Environmental Regulation of a 25 kDa Dehydrin in Relation to Rhododendron Cold Acclimation

Abstract

The influence of photoperiod and temperature on the seasonal (fall to winter) cold acclimation and accumulation of a 25 kDa dehydrin in Rhododendron `Chionoides' was studied by exposing two groups of plants each in the greenhouse or outdoors to either a natural photoperiod (or short days) or an extended photoperiod (or long days) regime. Results suggest that the shortening daylength alone is sufficient to trigger both the first stage of cold acclimation and concomitant 25 kDa dehydrin induction. Exposure of the plants to natural photoperiod and temperatures induced the greatest cold hardiness and 25 kDa accumulation, while exposure to extended photoperiods (long days) and warmer temperatures (in the greenhouse) failed to induce any significant freezing tolerance in leaves. Whereas short days trigger the cold acclimation process initially, low inductive temperatures can eventually replace the photoperiod stimulus.
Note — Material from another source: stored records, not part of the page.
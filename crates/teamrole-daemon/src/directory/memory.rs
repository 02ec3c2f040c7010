//! In-memory directory implementation

use super::{Directory, Guild};
use crate::error::{DirectoryError, DirectoryResult};
use async_trait::async_trait;
use parking_lot::Mutex;
use std::collections::{BTreeMap, BTreeSet};
use std::sync::atomic::{AtomicBool, AtomicU64, Ordering};
use std::sync::Arc;
use std::time::Duration;
use teamrole_types::{GuildId, Member, MemberId, Role, RoleColor, RoleId};

/// A call received by the in-memory guild, in arrival order
#[derive(Debug, Clone, PartialEq, Eq)]
pub enum DirectoryCall {
    CreateRole { name: String, color: RoleColor },
    SearchMembers { query: String, limit: usize },
    AddRole { member: MemberId, role: RoleId },
    RemoveRole { member: MemberId, role: RoleId },
    LoadMembers,
    SetMemberRoles { member: MemberId, roles: BTreeSet<RoleId> },
}

impl DirectoryCall {
    /// Whether the call changes directory state
    pub fn is_mutation(&self) -> bool {
        matches!(
            self,
            DirectoryCall::CreateRole { .. }
                | DirectoryCall::AddRole { .. }
                | DirectoryCall::RemoveRole { .. }
                | DirectoryCall::SetMemberRoles { .. }
        )
    }
}

/// In-memory directory for development and testing
///
/// Holds a single guild. Mutations take effect as soon as the returned future
/// runs, and every call is recorded.
pub struct InMemoryDirectory {
    guild: Arc<InMemoryGuild>,
    guild_available: AtomicBool,
}

impl InMemoryDirectory {
    pub fn new(guild_id: GuildId) -> Self {
        Self {
            guild: Arc::new(InMemoryGuild::new(guild_id)),
            guild_available: AtomicBool::new(true),
        }
    }

    /// Direct access to the guild state
    pub fn guild_state(&self) -> Arc<InMemoryGuild> {
        self.guild.clone()
    }

    /// Make the guild unresolvable, as if it were temporarily unavailable
    pub fn set_guild_available(&self, available: bool) {
        self.guild_available.store(available, Ordering::SeqCst);
    }

    pub fn is_connected(&self) -> bool {
        self.guild.connected.load(Ordering::SeqCst)
    }
}

#[async_trait]
impl Directory for InMemoryDirectory {
    async fn guild(&self, id: &GuildId) -> Option<Arc<dyn Guild>> {
        if !self.is_connected() || !self.guild_available.load(Ordering::SeqCst) {
            return None;
        }
        if id != &self.guild.id {
            return None;
        }
        Some(self.guild.clone())
    }

    fn shutdown_now(&self) {
        self.guild.connected.store(false, Ordering::SeqCst);
    }
}

#[derive(Default)]
struct GuildState {
    roles: Vec<Role>,
    members: BTreeMap<MemberId, Member>,
    cached: BTreeSet<MemberId>,
    calls: Vec<DirectoryCall>,
    failing_members: BTreeSet<MemberId>,
    fail_load: bool,
    load_delay: Option<Duration>,
    search_delay: Option<Duration>,
}

/// Guild state of an [`InMemoryDirectory`]
pub struct InMemoryGuild {
    id: GuildId,
    state: Mutex<GuildState>,
    next_id: AtomicU64,
    connected: AtomicBool,
}

impl InMemoryGuild {
    fn new(id: GuildId) -> Self {
        Self {
            id,
            state: Mutex::new(GuildState::default()),
            next_id: AtomicU64::new(1),
            connected: AtomicBool::new(true),
        }
    }

    fn allocate_id(&self, kind: &str) -> String {
        format!("{}-{}", kind, self.next_id.fetch_add(1, Ordering::SeqCst))
    }

    fn ensure_connected(&self) -> DirectoryResult<()> {
        if self.connected.load(Ordering::SeqCst) {
            Ok(())
        } else {
            Err(DirectoryError::Unavailable("connection shut down".to_string()))
        }
    }

    fn record(&self, call: DirectoryCall) {
        self.state.lock().calls.push(call);
    }

    /// Add a role directly, bypassing the call log
    pub fn insert_role(&self, name: &str, color: RoleColor) -> Role {
        let role = Role::new(self.allocate_id("role"), name, color);
        self.state.lock().roles.push(role.clone());
        role
    }

    /// Delete a role and strip it from every member
    pub fn delete_role(&self, id: &RoleId) {
        let mut state = self.state.lock();
        state.roles.retain(|r| &r.id != id);
        for member in state.members.values_mut() {
            member.roles.remove(id);
        }
    }

    /// Add a member. Cached members are visible to nickname lookups.
    pub fn insert_member(&self, member: Member, cached: bool) {
        let mut state = self.state.lock();
        if cached {
            state.cached.insert(member.id.clone());
        }
        state.members.insert(member.id.clone(), member);
    }

    pub fn member(&self, id: &MemberId) -> Option<Member> {
        self.state.lock().members.get(id).cloned()
    }

    pub fn roles(&self) -> Vec<Role> {
        self.state.lock().roles.clone()
    }

    pub fn is_cached(&self, id: &MemberId) -> bool {
        self.state.lock().cached.contains(id)
    }

    pub fn calls(&self) -> Vec<DirectoryCall> {
        self.state.lock().calls.clone()
    }

    pub fn mutation_calls(&self) -> Vec<DirectoryCall> {
        self.calls().into_iter().filter(|c| c.is_mutation()).collect()
    }

    pub fn clear_calls(&self) {
        self.state.lock().calls.clear();
    }

    /// Make `set_member_roles` fail for this member
    pub fn fail_member_updates(&self, id: &MemberId) {
        self.state.lock().failing_members.insert(id.clone());
    }

    /// Make `load_members` fail
    pub fn fail_member_load(&self) {
        self.state.lock().fail_load = true;
    }

    /// Delay `load_members` by the given duration
    pub fn delay_member_load(&self, delay: Duration) {
        self.state.lock().load_delay = Some(delay);
    }

    /// Delay `search_members_by_prefix` by the given duration
    pub fn delay_searches(&self, delay: Duration) {
        self.state.lock().search_delay = Some(delay);
    }
}

#[async_trait]
impl Guild for InMemoryGuild {
    fn id(&self) -> &GuildId {
        &self.id
    }

    async fn roles_by_name(&self, name: &str) -> DirectoryResult<Vec<Role>> {
        self.ensure_connected()?;
        let state = self.state.lock();
        Ok(state.roles.iter().filter(|r| r.name == name).cloned().collect())
    }

    async fn create_role(&self, name: &str, color: RoleColor) -> DirectoryResult<Role> {
        self.ensure_connected()?;
        self.record(DirectoryCall::CreateRole {
            name: name.to_string(),
            color,
        });
        Ok(self.insert_role(name, color))
    }

    fn members_by_nickname(&self, name: &str) -> Vec<Member> {
        let state = self.state.lock();
        state
            .cached
            .iter()
            .filter_map(|id| state.members.get(id))
            .filter(|m| m.nickname_matches(name))
            .cloned()
            .collect()
    }

    async fn search_members_by_prefix(
        &self,
        prefix: &str,
        limit: usize,
    ) -> DirectoryResult<Vec<Member>> {
        self.ensure_connected()?;
        self.record(DirectoryCall::SearchMembers {
            query: prefix.to_string(),
            limit,
        });

        let delay = self.state.lock().search_delay;
        if let Some(delay) = delay {
            tokio::time::sleep(delay).await;
        }

        let prefix = prefix.to_lowercase();
        let mut state = self.state.lock();
        let found: Vec<Member> = state
            .members
            .values()
            .filter(|m| {
                m.username.to_lowercase().starts_with(&prefix)
                    || m.nickname
                        .as_deref()
                        .is_some_and(|n| n.to_lowercase().starts_with(&prefix))
            })
            .take(limit)
            .cloned()
            .collect();

        for member in &found {
            state.cached.insert(member.id.clone());
        }
        Ok(found)
    }

    async fn add_role(&self, member: &MemberId, role: &RoleId) -> DirectoryResult<()> {
        self.ensure_connected()?;
        self.record(DirectoryCall::AddRole {
            member: member.clone(),
            role: role.clone(),
        });

        let mut state = self.state.lock();
        if !state.roles.iter().any(|r| &r.id == role) {
            return Err(DirectoryError::NotFound(role.to_string()));
        }
        let target = state
            .members
            .get_mut(member)
            .ok_or_else(|| DirectoryError::NotFound(member.to_string()))?;
        target.roles.insert(role.clone());
        Ok(())
    }

    async fn remove_role(&self, member: &MemberId, role: &RoleId) -> DirectoryResult<()> {
        self.ensure_connected()?;
        self.record(DirectoryCall::RemoveRole {
            member: member.clone(),
            role: role.clone(),
        });

        let mut state = self.state.lock();
        let target = state
            .members
            .get_mut(member)
            .ok_or_else(|| DirectoryError::NotFound(member.to_string()))?;
        target.roles.remove(role);
        Ok(())
    }

    async fn load_members(&self) -> DirectoryResult<Vec<Member>> {
        self.ensure_connected()?;
        self.record(DirectoryCall::LoadMembers);

        let (delay, fail) = {
            let state = self.state.lock();
            (state.load_delay, state.fail_load)
        };
        if let Some(delay) = delay {
            tokio::time::sleep(delay).await;
        }
        if fail {
            return Err(DirectoryError::Api {
                status: 500,
                message: "member enumeration failed".to_string(),
            });
        }

        let mut state = self.state.lock();
        let members: Vec<Member> = state.members.values().cloned().collect();
        let ids: Vec<MemberId> = state.members.keys().cloned().collect();
        state.cached.extend(ids);
        Ok(members)
    }

    async fn set_member_roles(
        &self,
        member: &MemberId,
        roles: &BTreeSet<RoleId>,
    ) -> DirectoryResult<()> {
        self.ensure_connected()?;
        self.record(DirectoryCall::SetMemberRoles {
            member: member.clone(),
            roles: roles.clone(),
        });

        let mut state = self.state.lock();
        if state.failing_members.contains(member) {
            return Err(DirectoryError::Api {
                status: 403,
                message: "Missing Permissions".to_string(),
            });
        }
        let target = state
            .members
            .get_mut(member)
            .ok_or_else(|| DirectoryError::NotFound(member.to_string()))?;
        target.roles = roles.clone();
        Ok(())
    }
}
Seasonal accumulation of 25 kDa dehydrin, on the other hand, appears to be predominantly effected by short photoperiods. Data indicated that the leaf water content of outdoor plants maintained under natural photoperiod was lower than that of plants grown under extended photoperiod. This was also true for the greenhouse plants at the first (September) and the last (January) sampling. It is hypothesized that early 25 kDa dehydrin accumulation may be due to short-day-induced cellular dehydration. Accumulation of two other dehydrins of 26 kDa and 32 kDa molecular masses does not appear to be associated with short day (SD)-induced first stage of cold acclimation. Results show that their accumulation may be regulated by low, subfreezing temperatures and may be associated with the second and/or third stage of cold acclimation of `Chionoides' rhododendron leaves.